In June 2020, our new edited volume Histories of Knowledge in Postwar Scandinavia: Actors, Arenas, and Aspirations (Routledge) will be published. This book is the outcome of a joint Scandinavian project. We have met for two productive workshops, one in Lund in June 2018 and one in Copenhagen in December 2018, both generously funded by Einar Hansen’s Research Foundation. Our book is the second volume in Routledge’s new series Knowledge Societies in History edited by Sven Dupré and Wijnand Mijnhardt. In the weeks to come, we will publish a series of samples from the book. The first one is based on our introductory chapter.
All societies are knowledge societies. It is hard to imagine a culture or country lacking basic orders, institutions, and actors of knowledge. However, the very term “knowledge society” is of a recent date and belongs to a special phase in postwar history. In the late 1960s and early 1970s, researchers and intellectuals started claiming that the West had entered a new stage beyond industrial society. Gradually, this framing was taken over by politicians, policymakers, and others wanting to find a new formula for the contemporary condition.
Our forthcoming book is about the place and significance of knowledge in this society that was beginning to refer to itself as a knowledge society. To be more precise, it studies how knowledge was made, negotiated, circulated, contested, and used in different public arenas, shaping politics, economics, social, and cultural life. At the centre, we find Scandinavia during the 1960s and 1970s, three countries – Denmark, Norway, and Sweden – which were examples of Western European welfare states but with their own distinct features.
For historians seeking to transcend the confines of national boundaries, postwar Scandinavia offers many advantages. The three societies were in many respects similar – culturally, politically, linguistically, etc. – yet upon closer inspection also notably different from each other. If we, for example, focus on energy history, trade, and industry, or the relative strength of social democracy, postwar Scandinavia is a mosaic rather than a monolithic entity. Moreover, there were many linkages, interrelations, networks, and co-operative ventures that require a transnational gaze to study.
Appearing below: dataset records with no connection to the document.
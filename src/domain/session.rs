//! Usage: Session use-cases for UI callers (login/logout, Google PKCE sign-in, deep links, status).

use crate::auth::callback::{callback_url_param, is_callback_url, parse_callback_url, CallbackRoute};
use crate::auth::coordinator::RefreshCoordinator;
use crate::auth::credentials::CredentialClient;
use crate::auth::endpoints;
use crate::auth::pipeline::ApiClient;
use crate::auth::pkce::{google_authorize_url, PkceChallenge};
use crate::auth::types::{LoginCredentials, MessageResponse, RegisterData, TokenPair, UserProfile};
use crate::infra::settings::SessionSettings;
use crate::infra::token_store::{
    get_or_none, load_token_pair, save_token_pair, SqliteTokenStore, TokenStore,
    ACCESS_TOKEN_KEY, GOOGLE_CODE_VERIFIER_KEY, REFRESH_TOKEN_KEY, USER_ID_KEY,
    USER_LANGUAGE_KEY,
};
use crate::shared::error::{AppError, AppResult};
use crate::shared::security::mask_token;
use serde_json::json;
use std::sync::Arc;

/// Keys dropped by `logout`; the UI language survives.
const SESSION_KEYS: [&str; 4] = [
    ACCESS_TOKEN_KEY,
    REFRESH_TOKEN_KEY,
    USER_ID_KEY,
    GOOGLE_CODE_VERIFIER_KEY,
];

#[derive(Debug, Clone, Copy, PartialEq, Eq)]
pub enum SessionStatus {
    Authenticated,
    Unauthenticated,
}

/// Where to send the browser, plus the challenge that was registered for it.
#[derive(Debug, Clone, PartialEq, Eq)]
pub struct GoogleAuthorization {
    pub url: String,
    pub challenge: String,
}

#[derive(Debug, Clone, PartialEq, Eq)]
pub enum DeepLinkOutcome {
    /// The link was the Google callback and the code exchange succeeded.
    SignedIn {
        tokens: TokenPair,
        callback_url: Option<String>,
    },
    Route {
        route: CallbackRoute,
        callback_url: Option<String>,
    },
}

pub struct Session {
    settings: SessionSettings,
    store: Arc<dyn TokenStore>,
    credentials: Arc<CredentialClient>,
    api: ApiClient,
}

impl std::fmt::Debug for Session {
    fn fmt(&self, f: &mut std::fmt::Formatter<'_>) -> std::fmt::Result {
        f.debug_struct("Session")
            .field("settings", &self.settings)
            .field("api", &self.api)
            .finish()
    }
}

impl Session {
    /// Opens the durable SQLite store at `settings.store_path`.
    pub async fn open(settings: SessionSettings) -> AppResult<Self> {
        let store = SqliteTokenStore::open_async(settings.store_path.clone()).await?;
        Self::with_store(settings, Arc::new(store))
    }

    pub fn with_store(mut settings: SessionSettings, store: Arc<dyn TokenStore>) -> AppResult<Self> {
        settings.sanitize();
        settings.validate()?;

        let http = reqwest::Client::builder()
            .timeout(settings.request_timeout())
            .build()
            .map_err(|e| AppError::config(format!("failed to build http client: {e}")))?;

        let credentials = Arc::new(CredentialClient::new(
            http.clone(),
            settings.api_base_url.clone(),
        ));
        let coordinator = Arc::new(RefreshCoordinator::new(
            store.clone(),
            credentials.clone(),
            settings.refresh_timeout(),
        ));
        let api = ApiClient::new(http, settings.api_base_url.clone(), store.clone(), coordinator);

        tracing::debug!(api_base_url = %settings.api_base_url, "session initialized");
        Ok(Self {
            settings,
            store,
            credentials,
            api,
        })
    }

    pub fn settings(&self) -> &SessionSettings {
        &self.settings
    }

    pub fn store(&self) -> &Arc<dyn TokenStore> {
        &self.store
    }

    /// Authenticated client for arbitrary backend calls.
    pub fn api(&self) -> &ApiClient {
        &self.api
    }

    pub fn coordinator(&self) -> &Arc<RefreshCoordinator> {
        self.api.coordinator()
    }

    pub async fn login(&self, credentials: &LoginCredentials) -> AppResult<TokenPair> {
        let tokens = self.credentials.login(credentials).await?;
        save_token_pair(self.store.as_ref(), &tokens).await?;
        self.remember_user_id().await;
        Ok(tokens)
    }

    pub async fn register(&self, data: &RegisterData) -> AppResult<UserProfile> {
        let user = self.credentials.register(data).await?;
        tracing::info!(user_id = %user.id, "account registered");
        Ok(user)
    }

    /// Ends the local session first, then tells the backend (best-effort).
    pub async fn logout(&self) -> AppResult<()> {
        let access_token = get_or_none(self.store.as_ref(), ACCESS_TOKEN_KEY).await;

        self.coordinator().handle_logout_cleanup();
        self.store.remove(&SESSION_KEYS).await?;
        tracing::info!("logged out");

        if let Some(token) = access_token.as_deref() {
            if let Err(err) = self.credentials.logout(Some(token)).await {
                tracing::warn!("server logout failed (ignored): {}", err);
            }
        }
        Ok(())
    }

    /// Authenticated when either token is stored. Storage failures read as unauthenticated.
    pub async fn status(&self) -> SessionStatus {
        let store = self.store.as_ref();
        for key in [ACCESS_TOKEN_KEY, REFRESH_TOKEN_KEY] {
            if get_or_none(store, key).await.is_some_and(|v| !v.is_empty()) {
                return SessionStatus::Authenticated;
            }
        }
        SessionStatus::Unauthenticated
    }

    pub async fn current_tokens(&self) -> Option<TokenPair> {
        match load_token_pair(self.store.as_ref()).await {
            Ok(tokens) => tokens,
            Err(err) => {
                tracing::warn!("failed to read stored tokens: {}", err);
                None
            }
        }
    }

    /// Generates a PKCE pair, persists the verifier, and returns the authorize URL.
    pub async fn begin_google_login(&self) -> AppResult<GoogleAuthorization> {
        let pkce = PkceChallenge::generate(self.settings.pkce_verifier_length)?;
        let url = google_authorize_url(
            &self.settings.api_base_url,
            &self.settings.google_redirect_uri,
            &pkce.challenge,
        )?;
        self.store
            .set(GOOGLE_CODE_VERIFIER_KEY, &pkce.verifier)
            .await?;

        tracing::info!(challenge = %mask_token(&pkce.challenge), "google sign-in started");
        Ok(GoogleAuthorization {
            url,
            challenge: pkce.challenge,
        })
    }

    /// Exchanges the code from a callback link. The stored verifier is consumed either way.
    pub async fn complete_google_login(&self, callback_url: &str) -> AppResult<TokenPair> {
        let payload = parse_callback_url(callback_url, &self.settings.google_redirect_uri)?;

        let verifier = self.store.get(GOOGLE_CODE_VERIFIER_KEY).await;
        if let Err(err) = self.store.remove(&[GOOGLE_CODE_VERIFIER_KEY]).await {
            tracing::warn!("failed to delete code verifier: {}", err);
        }
        let verifier = verifier?
            .filter(|v| !v.is_empty())
            .ok_or_else(|| AppError::challenge("no pending google sign-in (code verifier missing)"))?;

        let code = payload.require_code()?;
        let tokens = self
            .credentials
            .exchange_google_code(code, &verifier, payload.state.as_deref())
            .await?;
        save_token_pair(self.store.as_ref(), &tokens).await?;
        tracing::info!(access_token = %mask_token(&tokens.access_token), "google sign-in completed");

        self.remember_user_id().await;
        Ok(tokens)
    }

    /// Finishes Google sign-in for callback links; classifies every other app link.
    pub async fn handle_deep_link(&self, url: &str) -> AppResult<DeepLinkOutcome> {
        let callback_url = callback_url_param(url);
        if is_callback_url(url, &self.settings.google_redirect_uri) {
            let tokens = self.complete_google_login(url).await?;
            return Ok(DeepLinkOutcome::SignedIn {
                tokens,
                callback_url,
            });
        }
        Ok(DeepLinkOutcome::Route {
            route: CallbackRoute::from_url(url),
            callback_url,
        })
    }

    pub async fn current_user(&self) -> AppResult<UserProfile> {
        self.api.get_json(endpoints::CURRENT_USER).await
    }

    pub async fn send_magic_link(&self, email: &str) -> AppResult<MessageResponse> {
        self.api
            .post_json(endpoints::SEND_MAGIC_LINK, &json!({ "email": email.trim() }))
            .await
    }

    pub async fn request_password_reset(&self, email: &str) -> AppResult<MessageResponse> {
        self.credentials.request_password_reset(email).await
    }

    /// Completes a reset started by e-mail. The user still has to log in afterwards.
    pub async fn reset_password(
        &self,
        token: &str,
        new_password: &str,
    ) -> AppResult<MessageResponse> {
        self.credentials.reset_password(token, new_password).await
    }

    pub async fn language(&self) -> Option<String> {
        get_or_none(self.store.as_ref(), USER_LANGUAGE_KEY)
            .await
            .filter(|v| !v.is_empty())
    }

    /// An empty tag clears the stored preference.
    pub async fn set_language(&self, tag: &str) -> AppResult<()> {
        let tag = tag.trim();
        if tag.is_empty() {
            return self.store.remove(&[USER_LANGUAGE_KEY]).await;
        }
        self.store.set(USER_LANGUAGE_KEY, tag).await
    }

    async fn remember_user_id(&self) {
        match self.current_user().await {
            Ok(user) => {
                if let Err(err) = self.store.set(USER_ID_KEY, &user.id).await {
                    tracing::warn!("failed to store user id: {}", err);
                }
            }
            Err(err) => tracing::warn!("current user lookup after sign-in failed: {}", err),
        }
    }
}
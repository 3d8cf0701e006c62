//! Usage: Backend authentication (credential calls, 401 refresh coordination, PKCE, deep links).

pub mod callback;
pub mod coordinator;
pub mod credentials;
pub mod endpoints;
pub mod pipeline;
pub mod pkce;
pub mod types;
//! Usage: Wire types exchanged with the TaskCraft auth/users endpoints.

use serde::{Deserialize, Serialize};

/// Access/refresh token pair. Serialized camelCase; snake_case accepted on input.
///
/// Login responses may omit the refresh token, leaving it empty.
#[derive(Clone, PartialEq, Eq, Serialize, Deserialize)]
#[serde(rename_all = "camelCase")]
pub struct TokenPair {
    #[serde(alias = "access_token")]
    pub access_token: String,
    #[serde(default, alias = "refresh_token")]
    pub refresh_token: String,
}

impl TokenPair {
    pub fn new(access_token: impl Into<String>, refresh_token: impl Into<String>) -> Self {
        Self {
            access_token: access_token.into(),
            refresh_token: refresh_token.into(),
        }
    }
}

impl std::fmt::Debug for TokenPair {
    fn fmt(&self, f: &mut std::fmt::Formatter<'_>) -> std::fmt::Result {
        f.debug_struct("TokenPair")
            .field(
                "access_token",
                &crate::shared::security::mask_token(&self.access_token),
            )
            .field(
                "refresh_token",
                &crate::shared::security::mask_token(&self.refresh_token),
            )
            .finish()
    }
}

#[derive(Debug, Clone, Serialize, Deserialize)]
pub struct LoginCredentials {
    pub email: String,
    pub password: String,
}

impl LoginCredentials {
    pub fn new(email: impl Into<String>, password: impl Into<String>) -> Self {
        Self {
            email: email.into(),
            password: password.into(),
        }
    }
}

#[derive(Debug, Clone, Serialize, Deserialize)]
#[serde(rename_all = "camelCase")]
pub struct RegisterData {
    pub username: String,
    pub email: String,
    pub password: String,
    pub confirm_password: String,
    #[serde(default, skip_serializing_if = "Option::is_none")]
    pub timezone: Option<String>,
    #[serde(default, skip_serializing_if = "Option::is_none")]
    pub is_active: Option<bool>,
}

/// `users/me` and `auth/register` payload.
#[derive(Debug, Clone, PartialEq, Serialize, Deserialize)]
#[serde(rename_all = "camelCase")]
pub struct UserProfile {
    pub id: String,
    pub username: String,
    pub email: String,
    #[serde(default)]
    pub is_active: bool,
    #[serde(default)]
    pub created_at: Option<String>,
    #[serde(default)]
    pub updated_at: Option<String>,
    #[serde(default)]
    pub last_login: Option<String>,
    #[serde(default)]
    pub theme: Option<String>,
    #[serde(default)]
    pub notifications: bool,
    #[serde(default)]
    pub google_id: Option<String>,
    #[serde(default)]
    pub avatar_path: Option<String>,
    #[serde(default)]
    pub timezone: Option<String>,
    #[serde(default)]
    pub current_streak: Option<u32>,
    #[serde(default)]
    pub longest_streak: Option<u32>,
}

/// Plain `{ "message": ... }` acknowledgement.
#[derive(Debug, Clone, PartialEq, Eq, Serialize, Deserialize)]
pub struct MessageResponse {
    #[serde(default)]
    pub message: String,
}
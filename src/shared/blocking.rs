//! Usage: Run blocking work (SQLite) on the tokio blocking pool with a stable label.

use crate::shared::error::{AppError, AppResult, ErrorKind};

pub(crate) async fn run<T, E>(
    label: &'static str,
    f: impl FnOnce() -> Result<T, E> + Send + 'static,
) -> AppResult<T>
where
    T: Send + 'static,
    E: Into<AppError> + Send + 'static,
{
    match tokio::task::spawn_blocking(f).await {
        Ok(result) => result.map_err(Into::into),
        Err(join_err) => {
            // Panic payloads may echo stored values, so only the label is reported.
            if join_err.is_panic() {
                tracing::error!(label, "blocking task panicked");
                return Err(AppError::new(
                    ErrorKind::Internal,
                    format!("{label}: task panicked"),
                ));
            }

            tracing::warn!(label, "blocking task cancelled");
            Err(AppError::new(
                ErrorKind::Internal,
                format!("{label}: task cancelled"),
            ))
        }
    }
}

#[cfg(test)]
mod tests {
    use super::*;

    #[tokio::test]
    async fn run_returns_closure_result() {
        let value = run("test_ok", || Ok::<_, AppError>(41 + 1)).await.unwrap();
        assert_eq!(value, 42);
    }

    #[tokio::test]
    async fn run_maps_closure_error() {
        let err = run("test_err", || Err::<(), _>(AppError::storage("locked")))
            .await
            .unwrap_err();
        assert_eq!(err.kind(), ErrorKind::Storage);
    }

    #[tokio::test]
    async fn run_hides_panic_payload() {
        let err = run("test_panic", || -> Result<(), AppError> {
            panic!("secret-token-value")
        })
        .await
        .unwrap_err();
        assert_eq!(err.kind(), ErrorKind::Internal);
        assert!(!err.to_string().contains("secret-token-value"));
        assert!(err.to_string().contains("test_panic"));
    }
}
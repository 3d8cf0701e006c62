//! Usage: Backend route table and base-URL joining.

use crate::shared::error::{AppError, AppResult};

pub const LOGIN: &str = "auth/login";
pub const REGISTER: &str = "auth/register";
pub const REFRESH: &str = "auth/refresh";
pub const LOGOUT: &str = "auth/logout";
pub const REQUEST_PASSWORD_RESET: &str = "auth/request-password-reset";
pub const RESET_PASSWORD: &str = "auth/reset-password";
pub const GOOGLE_AUTHORIZE: &str = "auth/google/mobile";
pub const GOOGLE_EXCHANGE_CODE: &str = "auth/google/mobile/exchange-code";
pub const CURRENT_USER: &str = "users/me";
pub const SEND_MAGIC_LINK: &str = "users/send-magic-link";

/// Routes that must never enter the 401 refresh path.
const CREDENTIAL_ROUTES: [&str; 5] = [LOGIN, REGISTER, REFRESH, LOGOUT, GOOGLE_EXCHANGE_CODE];

pub(crate) fn normalize_path(path: &str) -> &str {
    let path = path.trim();
    let path = path.split(['?', '#']).next().unwrap_or_default();
    path.trim_matches('/')
}

pub(crate) fn is_credential_route(path: &str) -> bool {
    let normalized = normalize_path(path);
    CREDENTIAL_ROUTES
        .iter()
        .any(|route| normalized.eq_ignore_ascii_case(route))
}

/// Joins a relative route onto the API base, keeping any base path prefix.
pub(crate) fn join(api_base_url: &str, path: &str) -> AppResult<reqwest::Url> {
    let base = format!("{}/", api_base_url.trim().trim_end_matches('/'));
    reqwest::Url::parse(&base)
        .and_then(|base| base.join(path.trim().trim_start_matches('/')))
        .map_err(|e| AppError::config(format!("invalid api url {api_base_url:?} + {path:?}: {e}")))
}

#[cfg(test)]
mod tests {
    use super::*;

    #[test]
    fn credential_routes_are_recognized_in_any_spelling() {
        assert!(is_credential_route("auth/login"));
        assert!(is_credential_route("/auth/refresh"));
        assert!(is_credential_route("auth/refresh/"));
        assert!(is_credential_route("/auth/google/mobile/exchange-code?x=1"));
        assert!(is_credential_route("AUTH/LOGIN"));
    }

    #[test]
    fn regular_routes_are_not_credential_routes() {
        assert!(!is_credential_route("users/me"));
        assert!(!is_credential_route("boards"));
        assert!(!is_credential_route("auth/login-history"));
        assert!(!is_credential_route("auth/request-password-reset"));
    }

    #[test]
    fn join_keeps_base_prefix() {
        let url = join("http://localhost:3000/api/", "/users/me").unwrap();
        assert_eq!(url.as_str(), "http://localhost:3000/api/users/me");

        let url = join("https://api.taskcraft.app", "auth/login").unwrap();
        assert_eq!(url.as_str(), "https://api.taskcraft.app/auth/login");
    }

    #[test]
    fn join_rejects_garbage_base() {
        assert!(join("::not a url::", "users/me").is_err());
    }
}
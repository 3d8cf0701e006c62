//! Usage: Persisted key-value storage for session tokens and small client flags.
//!
//! Values are opaque strings. Backends:
//! - [`SqliteTokenStore`]: durable, survives restarts.
//! - [`MemoryTokenStore`]: process-local, for tests and throwaway sessions.

mod memory;
mod sqlite;

pub use memory::MemoryTokenStore;
pub use sqlite::{SqliteStoreConfig, SqliteTokenStore};

use crate::auth::types::TokenPair;
use crate::shared::error::AppResult;
use std::future::Future;
use std::pin::Pin;

pub const ACCESS_TOKEN_KEY: &str = "accessToken";
pub const REFRESH_TOKEN_KEY: &str = "refreshToken";
pub const GOOGLE_CODE_VERIFIER_KEY: &str = "google_code_verifier";
pub const USER_LANGUAGE_KEY: &str = "user-language";
pub const USER_ID_KEY: &str = "userId";

pub const TOKEN_PAIR_KEYS: [&str; 2] = [ACCESS_TOKEN_KEY, REFRESH_TOKEN_KEY];

pub type StoreFuture<'a, T> = Pin<Box<dyn Future<Output = AppResult<T>> + Send + 'a>>;

/// Async key-value contract shared by the pipeline, the coordinator and the login flows.
///
/// Writes are last-writer-wins.
pub trait TokenStore: Send + Sync {
    fn get<'a>(&'a self, key: &'a str) -> StoreFuture<'a, Option<String>>;

    fn set<'a>(&'a self, key: &'a str, value: &'a str) -> StoreFuture<'a, ()>;

    /// Removes every listed key; absent keys are not an error.
    fn remove<'a>(&'a self, keys: &'a [&'a str]) -> StoreFuture<'a, ()>;
}

/// Both tokens, or `None` when the access token is missing.
pub async fn load_token_pair(store: &dyn TokenStore) -> AppResult<Option<TokenPair>> {
    let Some(access_token) = store.get(ACCESS_TOKEN_KEY).await? else {
        return Ok(None);
    };
    let refresh_token = store.get(REFRESH_TOKEN_KEY).await?.unwrap_or_default();
    Ok(Some(TokenPair {
        access_token,
        refresh_token,
    }))
}

/// An empty refresh token removes the stored one instead of writing "".
pub async fn save_token_pair(store: &dyn TokenStore, tokens: &TokenPair) -> AppResult<()> {
    store.set(ACCESS_TOKEN_KEY, &tokens.access_token).await?;
    if tokens.refresh_token.is_empty() {
        store.remove(&[REFRESH_TOKEN_KEY]).await
    } else {
        store.set(REFRESH_TOKEN_KEY, &tokens.refresh_token).await
    }
}

pub async fn clear_token_pair(store: &dyn TokenStore) -> AppResult<()> {
    store.remove(&TOKEN_PAIR_KEYS).await
}

/// Reads a key, logging and swallowing storage failures (absence and failure mean the same).
pub(crate) async fn get_or_none(store: &dyn TokenStore, key: &str) -> Option<String> {
    match store.get(key).await {
        Ok(value) => value,
        Err(err) => {
            tracing::warn!(key, "token store read failed; treating as absent: {}", err);
            None
        }
    }
}
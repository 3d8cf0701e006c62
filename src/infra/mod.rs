//! Usage: Infrastructure adapters (persistence, configuration, logging).

pub mod logging;
pub mod settings;
pub mod token_store;
use taskcraft_session::{init_logging, ErrorKind, SessionSettings};

#[test]
fn init_logging_installs_once_and_writes_the_log_file() {
    let dir = tempfile::tempdir().expect("tempdir");
    let settings = SessionSettings {
        log_dir: Some(dir.path().join("logs")),
        ..SessionSettings::default()
    };

    let guard = init_logging(&settings).expect("first init succeeds");
    tracing::info!("hello from the logging test");
    drop(guard);

    let written = std::fs::read_dir(dir.path().join("logs"))
        .expect("log dir created")
        .filter_map(Result::ok)
        .any(|entry| {
            entry
                .file_name()
                .to_string_lossy()
                .starts_with("taskcraft-session.log")
        });
    assert!(written, "daily log file was not created");

    let err = init_logging(&SessionSettings::default()).unwrap_err();
    assert_eq!(err.kind(), ErrorKind::Config);
}
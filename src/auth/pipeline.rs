//! Usage: Authenticated request pipeline (bearer attach, one refresh-and-replay on 401).

use crate::auth::coordinator::RefreshCoordinator;
use crate::auth::credentials::server_message;
use crate::auth::endpoints;
use crate::infra::token_store::{get_or_none, TokenStore, ACCESS_TOKEN_KEY};
use crate::shared::error::{AppError, AppResult, ErrorKind};
use crate::shared::security::mask_optional_token;
use bytes::Bytes;
use reqwest::header::AUTHORIZATION;
use reqwest::Method;
use serde::de::DeserializeOwned;
use serde::Serialize;
use serde_json::Value;
use std::sync::Arc;

#[derive(Debug, Clone)]
pub struct ApiRequest {
    pub method: Method,
    pub path: String,
    pub query: Vec<(String, String)>,
    pub body: Option<Value>,
    /// Set once the request has been through the refresh path.
    pub retried: bool,
}

impl ApiRequest {
    pub fn new(method: Method, path: impl Into<String>) -> Self {
        Self {
            method,
            path: path.into(),
            query: Vec::new(),
            body: None,
            retried: false,
        }
    }

    pub fn get(path: impl Into<String>) -> Self {
        Self::new(Method::GET, path)
    }

    pub fn post(path: impl Into<String>, body: Value) -> Self {
        Self::new(Method::POST, path).with_body(body)
    }

    pub fn with_body(mut self, body: Value) -> Self {
        self.body = Some(body);
        self
    }

    pub fn with_query(mut self, key: impl Into<String>, value: impl Into<String>) -> Self {
        self.query.push((key.into(), value.into()));
        self
    }
}

#[derive(Debug, Clone)]
pub struct ApiResponse {
    pub status: u16,
    pub body: Bytes,
}

impl ApiResponse {
    pub fn json<T: DeserializeOwned>(&self) -> AppResult<T> {
        serde_json::from_slice(&self.body).map_err(|e| {
            AppError::new(ErrorKind::Internal, format!("response json invalid: {e}")).with_source(e)
        })
    }

    pub fn text(&self) -> String {
        String::from_utf8_lossy(&self.body).into_owned()
    }
}

#[derive(Clone)]
pub struct ApiClient {
    http: reqwest::Client,
    api_base_url: String,
    store: Arc<dyn TokenStore>,
    coordinator: Arc<RefreshCoordinator>,
}

impl std::fmt::Debug for ApiClient {
    fn fmt(&self, f: &mut std::fmt::Formatter<'_>) -> std::fmt::Result {
        f.debug_struct("ApiClient")
            .field("api_base_url", &self.api_base_url)
            .field("coordinator", &self.coordinator)
            .finish()
    }
}

impl ApiClient {
    pub fn new(
        http: reqwest::Client,
        api_base_url: impl Into<String>,
        store: Arc<dyn TokenStore>,
        coordinator: Arc<RefreshCoordinator>,
    ) -> Self {
        Self {
            http,
            api_base_url: api_base_url.into(),
            store,
            coordinator,
        }
    }

    pub fn coordinator(&self) -> &Arc<RefreshCoordinator> {
        &self.coordinator
    }

    /// Sends `request`; a 401 on a non-credential route is refreshed and replayed at most once.
    pub async fn send(&self, mut request: ApiRequest) -> AppResult<ApiResponse> {
        let token = get_or_none(self.store.as_ref(), ACCESS_TOKEN_KEY)
            .await
            .filter(|v| !v.is_empty());
        let response = self.dispatch(&request, token.as_deref()).await?;

        if response.status != 401 || request.retried || endpoints::is_credential_route(&request.path)
        {
            return into_result(&request, response);
        }

        request.retried = true;
        tracing::debug!(
            method = %request.method,
            path = %request.path,
            sent_with = %mask_optional_token(token.as_deref()),
            "401 received; waiting for token refresh"
        );
        let fresh = self.coordinator.handle_unauthorized(token.as_deref()).await?;
        let replayed = self.dispatch(&request, Some(&fresh)).await?;
        into_result(&request, replayed)
    }

    pub async fn get_json<T: DeserializeOwned>(&self, path: &str) -> AppResult<T> {
        self.send(ApiRequest::get(path)).await?.json()
    }

    pub async fn post_json<B, T>(&self, path: &str, body: &B) -> AppResult<T>
    where
        B: Serialize + ?Sized,
        T: DeserializeOwned,
    {
        let body = serde_json::to_value(body)?;
        self.send(ApiRequest::post(path, body)).await?.json()
    }

    async fn dispatch(&self, request: &ApiRequest, bearer: Option<&str>) -> AppResult<ApiResponse> {
        let url = endpoints::join(&self.api_base_url, &request.path)?;
        let mut builder = self.http.request(request.method.clone(), url);
        if !request.query.is_empty() {
            builder = builder.query(&request.query);
        }
        if let Some(body) = request.body.as_ref() {
            builder = builder.json(body);
        }
        if let Some(token) = bearer {
            builder = builder.header(AUTHORIZATION, format!("Bearer {token}"));
        }

        let response = builder.send().await?;
        let status = response.status().as_u16();
        let body = response.bytes().await?;
        Ok(ApiResponse { status, body })
    }
}

fn into_result(request: &ApiRequest, response: ApiResponse) -> AppResult<ApiResponse> {
    if (200..300).contains(&response.status) {
        return Ok(response);
    }

    let text = response.text();
    let message = server_message(&text).unwrap_or_else(|| {
        format!(
            "{} {} failed with status {}",
            request.method, request.path, response.status
        )
    });
    tracing::debug!(
        method = %request.method,
        path = %request.path,
        status = response.status,
        retried = request.retried,
        "request failed"
    );
    Err(AppError::new(ErrorKind::Http, message).with_status(response.status))
}

#[cfg(test)]
mod tests {
    use super::*;

    fn response(status: u16, body: &'static str) -> ApiResponse {
        ApiResponse {
            status,
            body: Bytes::from_static(body.as_bytes()),
        }
    }

    #[test]
    fn request_builders_start_unretried() {
        let request = ApiRequest::get("boards").with_query("page", "2");
        assert_eq!(request.method, Method::GET);
        assert!(!request.retried);
        assert_eq!(request.query, vec![("page".to_string(), "2".to_string())]);

        let request = ApiRequest::post("users/send-magic-link", serde_json::json!({"email": "a@b.c"}));
        assert_eq!(request.method, Method::POST);
        assert!(request.body.is_some());
    }

    #[test]
    fn success_statuses_pass_through() {
        let request = ApiRequest::get("users/me");
        let ok = into_result(&request, response(204, "")).unwrap();
        assert_eq!(ok.status, 204);
    }

    #[test]
    fn failures_carry_status_and_server_message() {
        let request = ApiRequest::get("users/me");
        let err = into_result(&request, response(403, r#"{"message":"Forbidden resource"}"#))
            .unwrap_err();
        assert_eq!(err.kind(), ErrorKind::Http);
        assert_eq!(err.status(), Some(403));
        assert_eq!(err.message(), "Forbidden resource");

        let err = into_result(&request, response(502, "bad gateway")).unwrap_err();
        assert_eq!(err.message(), "GET users/me failed with status 502");
    }

    #[test]
    fn response_json_decodes_body() {
        let value: Value = response(200, r#"{"id":"u1"}"#).json().unwrap();
        assert_eq!(value["id"], "u1");
        assert!(response(200, "nope").json::<Value>().is_err());
    }
}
This volume brings together thirteen Scandinavian researchers from different historical disciplines. By concentrating on the history of knowledge rather than the welfare state, the Cold War, or the new social and political movements – which to date have attracted the lion’s share of scholarly attention – the book makes a historiographical intervention in postwar Scandinavian historiography. Thereby, the book substantiates and intervenes in ongoing international discussion on what the history of knowledge venture entails and offers.
In terms of the empirical studies, the book focuses on three larger fields of knowledge: (1) the environment and global crises; (2) economy, politics, and the welfare state; and (3) education, culture, and the humanities. These three fields were vital for the Scandinavian societies of the 1960s and 1970s, but they had different status, temporalities, and public impact. Moreover, they are rarely studied together. By analysing them as part of the same context, we are able to chart larger historical patterns and write a more comprehensive history of knowledge of postwar Scandinavia. For full table of contents see https://www.routledge.com/Histories-of-Knowledge-in-Postwar-Scandinavia-Actors-Arenas-and-Aspirations/Ostling-Olsen-Heidenblad/p/book/9780367894559
At the end of the book, the Finnish intellectual historian Johan Strang situates the volume in a larger Nordic context. He starts by making some general outsider reflections on the emerging field of the history of knowledge, before discussing what the book contributes with regard to the role of Scandinavia in the global circulation of knowledge, the relations between the Scandinavian countries, and knowledge in the welfare state and the particular period in focus in this book. In his epilogue, Strang asks if there was a Scandinavian corporatist model of knowledge in the 1960s and 1970s and what has happened to this particular “knowledge regime” since then.